Work item
Which of the lines below hold "struct"? Please return each one.

Given information
//! Equality-based wallet clustering and large-cluster selection using Polars

use chrono::{Datelike, NaiveDate};
use polars::prelude::*;
use std::collections::{BTreeMap, HashMap};
use tracing::{debug, warn};

use crate::data::{ChainMask, TransactionRecord};

/// Cluster identifier, the rank of the cluster key among all distinct keys
pub type ClusterId = usize;

/// Frame columns forming the cluster key, in sort order
///
/// The mask is split into kind/int/text so integer masks order before text
/// masks, matching [`ClusterKey`]'s `Ord`.
const KEY_COLUMNS: [&str; 7] = [
    "tc",
    "first_day",
    "mask_kind",
    "mask_int",
    "mask_text",
    "last_year",
    "last_month",
];

/// Grouping key: wallets sharing all five fields form one cluster
///
/// Field order defines the sort order used to number clusters.
#[derive(Debug, Clone, PartialEq, Eq, PartialOrd, Ord, Hash)]
pub struct ClusterKey {
    pub tc: i64,
    pub first_day: NaiveDate,
    pub source_chains_mask: ChainMask,
    pub last_year: i32,
    pub last_month: u32,
}

impl ClusterKey {
    pub fn of(record: &TransactionRecord) -> Self {
        Self {
            tc: record.tc,
            first_day: record.first_day,
            source_chains_mask: record.source_chains_mask.clone(),
            last_year: record.last_year(),
            last_month: record.last_month(),
        }
    }
}

/// A transaction record tagged with its cluster
#[derive(Debug, Clone, PartialEq, Eq)]
pub struct ClusteredRow {
    pub record: TransactionRecord,
    pub precise_cluster: ClusterId,
}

Answer
pub struct ClusterKey {
pub struct ClusteredRow {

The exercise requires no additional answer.